This RCT is being conducted in Australia and New Zealand. Australian Aboriginal and Torres Strait Islander children from the Anangu Pitjantjatjara lands (Central Australia), the northern regions of the Northern Territory (NT) and the Torres Strait in Australia, and Maori and Pacific Island children from the greater Auckland region of New Zealand with bronchiectasis, are enrolled.
Inclusion criteria: (i) Self or caregiver ascribed Aboriginal, Torres Strait Islander, Maori or Pacific Island children, aged between 1 and 8years; (ii) living currently within the study catchment community; (iii) with either a confirmed HRCT scan diagnosis of bronchiectasis or a clinical diagnosis of bronchiectasis (probable bronchiectasis, but no HRCT scan available) after clinical review and other appropriate investigations have been completed (including full blood count, immune function tests and sweat test, chest x-ray, and when indicated contrast-videoflouroscopy) [14,20] without a specific underlying cause identified e.g. CF, primary immunodeficiency, primary ciliary dyskinesia or primary aspiration, and (iv) having had at least one episode of pulmonary exacerbation in the last 12months.
Exclusion criteria: (i) children receiving chemotherapy, immunosuppressive treatment or long-term antibiotic use, (ii) those with an identified underlying cause of their CSLD or bronchiectasis (e.g. CF, primary immunodeficiency, ciliary dyskinesia or primary aspiration), (iii) those with other disorders (e.g. renal or hepatic failure, diabetes, central nervous system or neuromuscular disorder, congenital cardiac abnormality), or (iv) a history of macrolide hypersensitivity.
If the local doctor (or paediatrician) decided that ‘long-term antibiotics or long-term placebo’ was not appropriate at the time (‘too well’ or ‘too sick’ to be randomised), the child was reassessed at a later stage and, if appropriate, was enrolled into the study at that time. Children already receiving long-term antibiotics may be randomised after they had discontinued antibiotics for at least 2weeks.
Caregivers of eligible children were approached and informed consent obtained between November 2008 and December 2010. The CONSORT flow diagram and the accompanying timelines, outcomes and procedures are displayed in Figures Figures11 and and22 respectively. At the end of the intervention period (12 to 24months), children are followed for a further 6months. Except for the number of children assessed for eligibility, the design is consistent with the CONSORT statement of 2010  Unfortunately, due to the high prevalence of cough in Indigenous children in the communities included in the study, and the >2year recruitment period, it was not feasible to collect information on all children assessed for eligibility. Follow-up assessments associated with the study are expected to be completed by late 2012.

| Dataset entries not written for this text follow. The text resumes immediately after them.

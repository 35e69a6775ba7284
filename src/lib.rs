// Allow common clippy pedantic lints that aren't critical for this codebase
#![allow(clippy::cast_possible_truncation)]
#![allow(clippy::cast_sign_loss)]
#![allow(clippy::cast_lossless)]
#![allow(clippy::too_many_lines)]
#![allow(clippy::must_use_candidate)]
#![allow(clippy::items_after_statements)]
#![allow(clippy::unnecessary_wraps)]
#![allow(clippy::match_same_arms)]
#![allow(clippy::needless_pass_by_value)]
#![allow(clippy::unused_async)]
#![warn(missing_docs)]

//! # Paging Fixture
//!
//! A mock HTTP API for exercising client-side pagination, discovery and
//! bearer-token authentication. Every response is computed from the request
//! alone: collections are synthetic and deterministic, and there is no
//! persistence.
//!
//! ## Quick Start
//!
//! ```rust,ignore
//! use paging_fixture::{cli::serve, FixtureConfig, Result};
//!
//! #[tokio::main]
//! async fn main() -> Result<()> {
//!     serve(FixtureConfig::default()).await
//! }
//! ```
//!
//! ## Architecture
//!
//! ```text
//! ┌──────────────────────────────────────────────────────────────┐
//! │                  HTTP router (axum, cli::server)             │
//! └──────────────────────────────────────────────────────────────┘
//!          │                    │                      │
//! ┌────────┴───────┐  ┌─────────┴────────┐  ┌──────────┴─────────┐
//! │     Params     │  │    Pagination    │  │        Auth        │
//! ├────────────────┤  ├──────────────────┤  ├────────────────────┤
//! │ Validate ints  │→ │ Slice / modes    │  │ Login → JWT        │
//! │ Defaults       │  │ Links / headers  │  │ Bearer middleware  │
//! └────────────────┘  └──────────────────┘  └────────────────────┘
//! ```

#![warn(clippy::all)]
#![warn(clippy::pedantic)]
#![allow(clippy::module_name_repetitions)]
#![allow(clippy::missing_errors_doc)]
#![allow(clippy::missing_panics_doc)]
#![allow(clippy::doc_markdown)]

// ============================================================================
// Module declarations
// ============================================================================

/// Error types for the fixture
pub mod error;

/// Query parameter validation
pub mod params;

/// Synthetic collection generation
pub mod collection;

/// Pagination engine
pub mod pagination;

/// Navigation link rendering
pub mod links;

/// Bearer token authentication
pub mod auth;

/// Server configuration
pub mod config;

/// Command-line interface and HTTP server
pub mod cli;

// ============================================================================
// Re-exports
// ============================================================================

pub use config::FixtureConfig;
pub use error::{Error, Result};

/// Crate version
pub const VERSION: &str = env!("CARGO_PKG_VERSION");

/// Crate name
pub const NAME: &str = env!("CARGO_PKG_NAME");
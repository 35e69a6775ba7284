//! Tests for the auth module

use super::*;
use crate::config::AuthSettings;
use crate::error::Error;
use base64::engine::general_purpose::URL_SAFE_NO_PAD;
use base64::Engine;
use test_case::test_case;

const NOW: i64 = 1_700_000_000;

fn issuer() -> TokenIssuer {
    TokenIssuer::new(&AuthSettings {
        username: "admin".to_string(),
        password: "password".to_string(),
        secret: "test-secret".to_string(),
        token_lifetime_seconds: 300,
    })
}

// ============================================================================
// Issue Tests
// ============================================================================

#[test]
fn test_issue_with_valid_credentials() {
    let issued = issuer().issue_at("admin", "password", NOW).unwrap();
    assert_eq!(issued.claims.sub, "admin");
    assert_eq!(issued.claims.iat, NOW);
    assert_eq!(issued.claims.exp, NOW + 300);
    assert_eq!(issued.expires_at().unwrap().timestamp(), NOW + 300);
    assert_eq!(issued.token.split('.').count(), 3);
}

#[test_case("admin", "wrong" ; "wrong password")]
#[test_case("root", "password" ; "unknown user")]
#[test_case("", "" ; "empty")]
fn test_issue_rejects_bad_credentials(username: &str, password: &str) {
    let err = issuer().issue_at(username, password, NOW).unwrap_err();
    assert!(matches!(err, Error::Unauthorized { .. }));
}

#[test]
fn test_reissue_gives_independent_tokens() {
    let issuer = issuer();
    let first = issuer.issue_at("admin", "password", NOW).unwrap();
    let second = issuer.issue_at("admin", "password", NOW + 10).unwrap();
    assert_ne!(first.token, second.token);

    assert!(issuer.verify_at(&first.token, NOW + 20).is_ok());
    assert!(issuer.verify_at(&second.token, NOW + 20).is_ok());
}

// ============================================================================
// Verify Tests
// ============================================================================

#[test]
fn test_verify_bare_and_prefixed_token() {
    let issuer = issuer();
    let token = issuer.issue_at("admin", "password", NOW).unwrap().token;

    assert_eq!(issuer.verify_at(&token, NOW).unwrap().sub, "admin");
    assert!(issuer.verify_at(&format!("Bearer {token}"), NOW).is_ok());
    assert!(issuer.verify_at(&format!("bearer {token}"), NOW).is_ok());
    assert!(issuer.verify_at(&format!("BEARER {token}"), NOW).is_ok());
}

#[test]
fn test_verify_expiry_boundary() {
    let issuer = issuer();
    let token = issuer.issue_at("admin", "password", NOW).unwrap().token;

    assert!(issuer.verify_at(&token, NOW + 299).is_ok());
    assert!(issuer.verify_at(&token, NOW + 300).is_err());
    assert!(issuer.verify_at(&token, NOW + 3600).is_err());
}

#[test]
fn test_verify_with_wall_clock() {
    let issuer = issuer();
    let token = issuer.issue("admin", "password").unwrap().token;
    assert!(issuer.verify(Some(&token)).is_ok());

    let stale = issuer.sign("admin", NOW).unwrap().token;
    assert!(issuer.verify(Some(&stale)).is_err());
}

#[test]
fn test_verify_missing_header() {
    let err = issuer().verify(None).unwrap_err();
    assert!(matches!(err, Error::Unauthorized { .. }));
}

#[test_case("" ; "empty")]
#[test_case("Bearer " ; "prefix only")]
#[test_case("garbage" ; "garbage")]
#[test_case("Bearer a.b.c" ; "malformed jwt")]
fn test_verify_rejects_garbage(header: &str) {
    let err = issuer().verify_at(header, NOW).unwrap_err();
    assert!(matches!(err, Error::Unauthorized { .. }));
}

#[test]
fn test_verify_rejects_foreign_secret() {
    let other = TokenIssuer::new(&AuthSettings {
        secret: "another-secret".to_string(),
        ..AuthSettings::default()
    });
    let token = other.issue_at("admin", "password", NOW).unwrap().token;
    assert!(issuer().verify_at(&token, NOW).is_err());
}

#[test]
fn test_verify_rejects_tampered_payload() {
    let issuer = issuer();
    let token = issuer.issue_at("admin", "password", NOW).unwrap().token;
    let parts: Vec<&str> = token.split('.').collect();

    let forged_claims = serde_json::json!({"sub": "admin", "iat": NOW, "exp": NOW + 999_999});
    let forged_payload = URL_SAFE_NO_PAD.encode(forged_claims.to_string());
    let forged = format!("{}.{}.{}", parts[0], forged_payload, parts[2]);

    assert!(issuer.verify_at(&forged, NOW).is_err());
}

// ============================================================================
// Helper Tests
// ============================================================================

#[test_case("Bearer abc", "abc" ; "canonical")]
#[test_case("bEaReR abc", "abc" ; "mixed case")]
#[test_case("abc", "abc" ; "bare")]
#[test_case("Bearerabc", "Bearerabc" ; "no space")]
#[test_case("Basic abc", "Basic abc" ; "other scheme")]
fn test_strip_bearer(input: &str, expected: &str) {
    assert_eq!(strip_bearer(input), expected);
}

#[test]
fn test_credentials_match() {
    let creds = Credentials::default();
    assert!(creds.matches("admin", "password"));
    assert!(!creds.matches("admin", "Password"));
}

Three full-time research nurses, based in Alice Springs and Darwin, NT, Australia, and Auckland, New Zealand, are responsible for the day-to-day management of study participants, and liaison with the co-ordinating centre based in Brisbane, Australia. Every 3–4months, each study participant is asked to attend a study clinic. In Australia, clinics are held at local community clinics in 13 Indigenous communities (5 in the northern region of the NT, 6 in central Australia, 2 in the Torres Strait). In New Zealand, clinics are held at the Starship Children’s Health, Auckland City Hospital. Each subject receives at least 4 clinic reviews a year, including 2 by the study paediatrician and 2 by the research nurse.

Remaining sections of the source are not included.